• [Assigned task] Search the records below for the line containing "pub fn options_visible(&self)". Write out that line and every line after it exactly as written.

• [Data for review]
Start of Block

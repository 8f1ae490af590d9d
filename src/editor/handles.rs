//! Scoped editor handles.
//!
//! A handle borrows the session mutably and remembers the ids of the entity it
//! edits, so nested editors only ever pass the one id they own. Every mutation
//! still lands on the session's snapshot.

use std::sync::Arc;

use super::{EditState, EditorSession, FieldDraft, FormDraft, ModuleDraft};
use crate::domain::{display_order, Field, FieldPatch, Form, FormPatch, Module, ModulePatch};

pub struct ModuleEditor<'s> {
    session: &'s mut EditorSession,
    module_id: String,
}

impl<'s> ModuleEditor<'s> {
    pub(crate) fn new(session: &'s mut EditorSession, module_id: &str) -> Self {
        Self {
            session,
            module_id: module_id.to_string(),
        }
    }

    pub fn id(&self) -> &str {
        &self.module_id
    }

    pub fn get(&self) -> Option<Arc<Module>> {
        self.session.tree().module(&self.module_id).cloned()
    }

    pub fn is_expanded(&self) -> bool {
        self.session.selection().is_module_expanded(&self.module_id)
    }

    /// Header click: expands this module, or collapses it when already expanded.
    pub fn toggle_expanded(&mut self) {
        let target = (!self.is_expanded()).then_some(self.module_id.as_str());
        self.session.select_module(target);
    }

    pub fn update(&mut self, patch: &ModulePatch) -> bool {
        self.session.update_module(&self.module_id, patch)
    }

    pub fn toggle_enabled(&mut self) -> bool {
        self.session.toggle_module_enabled(&self.module_id)
    }

    pub fn delete(self) -> bool {
        self.session.delete_module(&self.module_id)
    }

    // ---- draft ----

    pub fn state(&self) -> EditState {
        self.session.module_edits_ref().state(&self.module_id)
    }

    /// Viewing → Editing with a fresh draft; Editing → Viewing, dropping the draft.
    pub fn edit(&mut self) -> EditState {
        let Some(module) = self.get() else {
            return EditState::Viewing;
        };
        self.session
            .module_edits()
            .toggle(&self.module_id, || ModuleDraft::from(module.as_ref()))
    }

    pub fn draft_mut(&mut self) -> Option<&mut ModuleDraft> {
        self.session.module_edits().draft_mut(&self.module_id)
    }

    /// Commits the draft as one patch. No-op while Viewing.
    pub fn save(&mut self) -> bool {
        match self.session.module_edits().finish(&self.module_id) {
            Some(draft) => self.session.update_module(&self.module_id, &draft.into_patch()),
            None => false,
        }
    }

    pub fn cancel(&mut self) {
        self.session.module_edits().cancel(&self.module_id);
    }

    // ---- forms ----

    /// Appends `New Form {n}` and expands it. `None` when the module is gone.
    pub fn add_form(&mut self) -> Option<String> {
        self.session.add_form(&self.module_id)
    }

    pub fn update_form(&mut self, form_id: &str, patch: &FormPatch) -> bool {
        self.session.update_form(&self.module_id, form_id, patch)
    }

    pub fn delete_form(&mut self, form_id: &str) -> bool {
        self.session.delete_form(&self.module_id, form_id)
    }

    pub fn toggle_form_enabled(&mut self, form_id: &str) -> bool {
        self.session.toggle_form_enabled(&self.module_id, form_id)
    }

    pub fn form(&mut self, form_id: &str) -> FormEditor<'_> {
        FormEditor {
            session: &mut *self.session,
            module_id: self.module_id.clone(),
            form_id: form_id.to_string(),
        }
    }
}

pub struct FormEditor<'s> {
    session: &'s mut EditorSession,
    module_id: String,
    form_id: String,
}

impl<'s> FormEditor<'s> {
    pub fn id(&self) -> &str {
        &self.form_id
    }

    pub fn get(&self) -> Option<Arc<Form>> {
        self.session.tree().form(&self.module_id, &self.form_id).cloned()
    }

    pub fn is_expanded(&self) -> bool {
        self.session.selection().is_form_expanded(&self.form_id)
    }

    pub fn toggle_expanded(&mut self) {
        let target = (!self.is_expanded()).then_some(self.form_id.as_str());
        self.session.select_form(target);
    }

    pub fn update(&mut self, patch: &FormPatch) -> bool {
        self.session.update_form(&self.module_id, &self.form_id, patch)
    }

    pub fn toggle_enabled(&mut self) -> bool {
        self.session.toggle_form_enabled(&self.module_id, &self.form_id)
    }

    pub fn delete(self) -> bool {
        self.session.delete_form(&self.module_id, &self.form_id)
    }

    pub fn state(&self) -> EditState {
        self.session.form_edits_ref().state(&self.form_id)
    }

    pub fn edit(&mut self) -> EditState {
        let Some(form) = self.get() else {
            return EditState::Viewing;
        };
        self.session
            .form_edits()
            .toggle(&self.form_id, || FormDraft::from(form.as_ref()))
    }

    pub fn draft_mut(&mut self) -> Option<&mut FormDraft> {
        self.session.form_edits().draft_mut(&self.form_id)
    }

    pub fn save(&mut self) -> bool {
        match self.session.form_edits().finish(&self.form_id) {
            Some(draft) => self
                .session
                .update_form(&self.module_id, &self.form_id, &draft.into_patch()),
            None => false,
        }
    }

    pub fn cancel(&mut self) {
        self.session.form_edits().cancel(&self.form_id);
    }

    // ---- fields ----

    /// Appends `field_{n}` (text, required, enabled). `None` when the form is gone.
    pub fn add_field(&mut self) -> Option<String> {
        self.session.add_form_field(&self.module_id, &self.form_id)
    }

    pub fn update_field(&mut self, field_id: &str, patch: &FieldPatch) -> bool {
        self.session
            .update_form_field(&self.module_id, &self.form_id, field_id, patch)
    }

    pub fn delete_field(&mut self, field_id: &str) -> bool {
        self.session
            .delete_form_field(&self.module_id, &self.form_id, field_id)
    }

    pub fn toggle_field_enabled(&mut self, field_id: &str) -> bool {
        self.session
            .toggle_form_field_enabled(&self.module_id, &self.form_id, field_id)
    }

    pub fn field(&mut self, field_id: &str) -> FieldEditor<'_> {
        FieldEditor {
            session: &mut *self.session,
            module_id: self.module_id.clone(),
            form_id: self.form_id.clone(),
            field_id: field_id.to_string(),
        }
    }
}

pub struct FieldEditor<'s> {
    session: &'s mut EditorSession,
    module_id: String,
    form_id: String,
    field_id: String,
}

impl<'s> FieldEditor<'s> {
    pub fn id(&self) -> &str {
        &self.field_id
    }

    pub fn get(&self) -> Option<Arc<Field>> {
        self.session
            .tree()
            .field(&self.module_id, &self.form_id, &self.field_id)
            .cloned()
    }

    pub fn update(&mut self, patch: &FieldPatch) -> bool {
        self.session
            .update_form_field(&self.module_id, &self.form_id, &self.field_id, patch)
    }

    pub fn toggle_enabled(&mut self) -> bool {
        self.session
            .toggle_form_field_enabled(&self.module_id, &self.form_id, &self.field_id)
    }

    pub fn delete(self) -> bool {
        self.session
            .delete_form_field(&self.module_id, &self.form_id, &self.field_id)
    }

    pub fn state(&self) -> EditState {
        self.session.field_edits_ref().state(&self.field_id)
    }

    pub fn edit(&mut self) -> EditState {
        let Some(field) = self.get() else {
            return EditState::Viewing;
        };
        self.session
            .field_edits()
            .toggle(&self.field_id, || FieldDraft::from(field.as_ref()))
    }

    pub fn draft_mut(&mut self) -> Option<&mut FieldDraft> {
        self.session.field_edits().draft_mut(&self.field_id)
    }

    pub fn save(&mut self) -> bool {
        match self.session.field_edits().finish(&self.field_id) {
            Some(draft) => self.session.update_form_field(
                &self.module_id,
                &self.form_id,
                &self.field_id,
                &draft.into_patch(),
            ),
            None => false,
        }
    }

    pub fn cancel(&mut self) {
        self.session.field_edits().cancel(&self.field_id);
    }

    /// Adds `Option {n}` to the draft. `None` while Viewing.
    pub fn add_option(&mut self) -> Option<String> {
        let (draft, ids) = self.session.field_draft_with_ids(&self.field_id)?;
        Some(draft.add_option(ids))
    }

    pub fn update_option(&mut self, option_id: &str, label: impl Into<String>) -> bool {
        self.draft_mut()
            .map(|draft| draft.update_option(option_id, label))
            .unwrap_or(false)
    }

    pub fn delete_option(&mut self, option_id: &str) -> bool {
        self.draft_mut()
            .map(|draft| draft.delete_option(option_id))
            .unwrap_or(false)
    }

    /// Whether the option editor shows: follows the draft's type while editing.
    pub fn options_visible(&self) -> bool {
        match self.session.field_edits_ref().draft(&self.field_id) {
            Some(draft) => draft.options_visible(),
            None => self.get().map(|f| f.field_type.is_choice()).unwrap_or(false),
        }
    }

    /// Fields this one may depend on: its siblings in display order, itself excluded.
    pub fn dependency_candidates(&self) -> Vec<Arc<Field>> {
        let Some(form) = self.session.tree().form(&self.module_id, &self.form_id) else {
            return Vec::new();
        };
        display_order(&form.form_fields)
            .into_iter()
            .filter(|f| f.form_field_id != self.field_id)
            .cloned()
            .collect()
    }
}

End of Block

• [Final answer]
    pub fn options_visible(&self) -> bool {
        match self.session.field_edits_ref().draft(&self.field_id) {
            Some(draft) => draft.options_visible(),
            None => self.get().map(|f| f.field_type.is_choice()).unwrap_or(false),
        }
    }

    /// Fields this one may depend on: its siblings in display order, itself excluded.
    pub fn dependency_candidates(&self) -> Vec<Arc<Field>> {
        let Some(form) = self.session.tree().form(&self.module_id, &self.form_id) else {
            return Vec::new();
        };
        display_order(&form.form_fields)
            .into_iter()
            .filter(|f| f.form_field_id != self.field_id)
            .cloned()
            .collect()
    }
}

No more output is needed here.